- What the exercise asks -
The lines below that include the word "FinishReason" are to be reported.

- Dataset records -

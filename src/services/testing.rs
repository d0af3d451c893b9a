//! Shared test utilities for gateway, orchestrator and session unit tests.

use std::collections::HashMap;
use std::sync::Mutex;
use std::time::Duration;

use async_trait::async_trait;
use draftcheck_llm::{
    FinishReason, GenerationRequest, GroundingCitation, LlmError, LlmProvider, LlmResponse,
    LlmResult, Part, ProviderConfig, SchemaType, UsageStats,
};

/// Canned answer for one request kind
#[derive(Debug, Clone, Default)]
struct Script {
    text: Option<String>,
    citations: Vec<GroundingCitation>,
    fail: bool,
    delay: Option<Duration>,
}

/// In-process provider that answers each gateway operation from a script
/// and records every request it receives.
///
/// Requests are told apart by shape: inline data is a transcription,
/// grounding plus schema is claim verification, grounding alone is source
/// verification, an array schema is grammar, an object schema is AI
/// detection, and a plain prompt is a summary.
#[derive(Default)]
pub(crate) struct ScriptedProvider {
    config: ProviderConfig,
    scripts: HashMap<&'static str, Script>,
    requests: Mutex<Vec<(&'static str, GenerationRequest)>>,
}

pub(crate) fn classify(request: &GenerationRequest) -> &'static str {
    let has_inline = request
        .contents
        .iter()
        .flat_map(|c| c.parts.iter())
        .any(|p| matches!(p, Part::InlineData { .. }));
    if has_inline {
        return "transcribe";
    }
    match (&request.response_schema, request.grounding) {
        (Some(_), true) => "claims",
        (None, true) => "sources",
        (Some(schema), false) if schema.schema_type == SchemaType::Array => "grammar",
        (Some(_), false) => "ai",
        (None, false) => "summary",
    }
}

impl ScriptedProvider {
    pub(crate) fn new() -> Self {
        Self::default()
    }

    fn script(mut self, kind: &'static str, update: impl FnOnce(&mut Script)) -> Self {
        update(self.scripts.entry(kind).or_default());
        self
    }

    pub(crate) fn with_grammar(self, json: &str) -> Self {
        let json = json.to_string();
        self.script("grammar", |s| s.text = Some(json))
    }

    pub(crate) fn with_sources(self, citations: Vec<GroundingCitation>) -> Self {
        self.script("sources", |s| {
            s.text = Some("Sources found.".to_string());
            s.citations = citations;
        })
    }

    pub(crate) fn with_claims(self, json: &str) -> Self {
        let json = json.to_string();
        self.script("claims", |s| s.text = Some(json))
    }

    pub(crate) fn with_summary(self, text: &str) -> Self {
        let text = text.to_string();
        self.script("summary", |s| s.text = Some(text))
    }

    pub(crate) fn with_ai_detection(self, json: &str) -> Self {
        let json = json.to_string();
        self.script("ai", |s| s.text = Some(json))
    }

    pub(crate) fn with_transcript(self, text: &str) -> Self {
        let text = text.to_string();
        self.script("transcribe", |s| s.text = Some(text))
    }

    /// Answer `kind` with a 500
    pub(crate) fn failing(self, kind: &'static str) -> Self {
        self.script(kind, |s| s.fail = true)
    }

    /// Hold the answer for `kind` back by `delay`
    pub(crate) fn delayed(self, kind: &'static str, delay: Duration) -> Self {
        self.script(kind, |s| s.delay = Some(delay))
    }

    /// Preset answers for every full-scan operation
    pub(crate) fn full_scan(ai_score: u8, suggestion_count: usize, source_count: usize) -> Self {
        let suggestions: Vec<String> = (0..suggestion_count)
            .map(|i| {
                format!(
                    r#"{{"originalText": "word{i}", "suggestedText": "term{i}",
                        "explanation": "fix", "type": "Grammar", "severity": "Minor"}}"#
                )
            })
            .collect();
        let citations = (0..source_count)
            .map(|i| GroundingCitation {
                uri: format!("https://source{}.example", i),
                title: Some(format!("Source {}", i)),
            })
            .collect();
        Self::new()
            .with_grammar(&format!("[{}]", suggestions.join(",")))
            .with_sources(citations)
            .with_summary("A short summary.")
            .with_ai_detection(&format!(
                r#"{{"score": {}, "label": "Mixed Signals", "explanation": "scripted"}}"#,
                ai_score
            ))
    }

    pub(crate) fn calls(&self, kind: &str) -> usize {
        self.requests
            .lock()
            .unwrap()
            .iter()
            .filter(|(k, _)| *k == kind)
            .count()
    }

    pub(crate) fn total_calls(&self) -> usize {
        self.requests.lock().unwrap().len()
    }

    pub(crate) fn last_request(&self, kind: &str) -> Option<GenerationRequest> {
        self.requests
            .lock()
            .unwrap()
            .iter()
            .rev()
            .find(|(k, _)| *k == kind)
            .map(|(_, r)| r.clone())
    }
}

#[async_trait]
impl LlmProvider for ScriptedProvider {
    fn name(&self) -> &'static str {
        "scripted"
    }

    fn model(&self) -> &str {
        &self.config.model
    }

    async fn generate(&self, request: GenerationRequest) -> LlmResult<LlmResponse> {
        let kind = classify(&request);
        self.requests.lock().unwrap().push((kind, request));
        let script = self.scripts.get(kind).cloned().unwrap_or_default();

        if let Some(delay) = script.delay {
            tokio::time::sleep(delay).await;
        }
        if script.fail {
            return Err(LlmError::ServerError {
                message: format!("scripted failure for {}", kind),
                status: Some(500),
            });
        }
        Ok(LlmResponse {
            content: script.text,
            citations: script.citations,
            finish_reason: FinishReason::Stop,
            usage: UsageStats::default(),
            model: self.config.model.clone(),
        })
    }

    async fn health_check(&self) -> LlmResult<()> {
        Ok(())
    }

    fn config(&self) -> &ProviderConfig {
        &self.config
    }
}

- Exercise solution -
    FinishReason, GenerationRequest, GroundingCitation, LlmError, LlmProvider, LlmResponse,
            finish_reason: FinishReason::Stop,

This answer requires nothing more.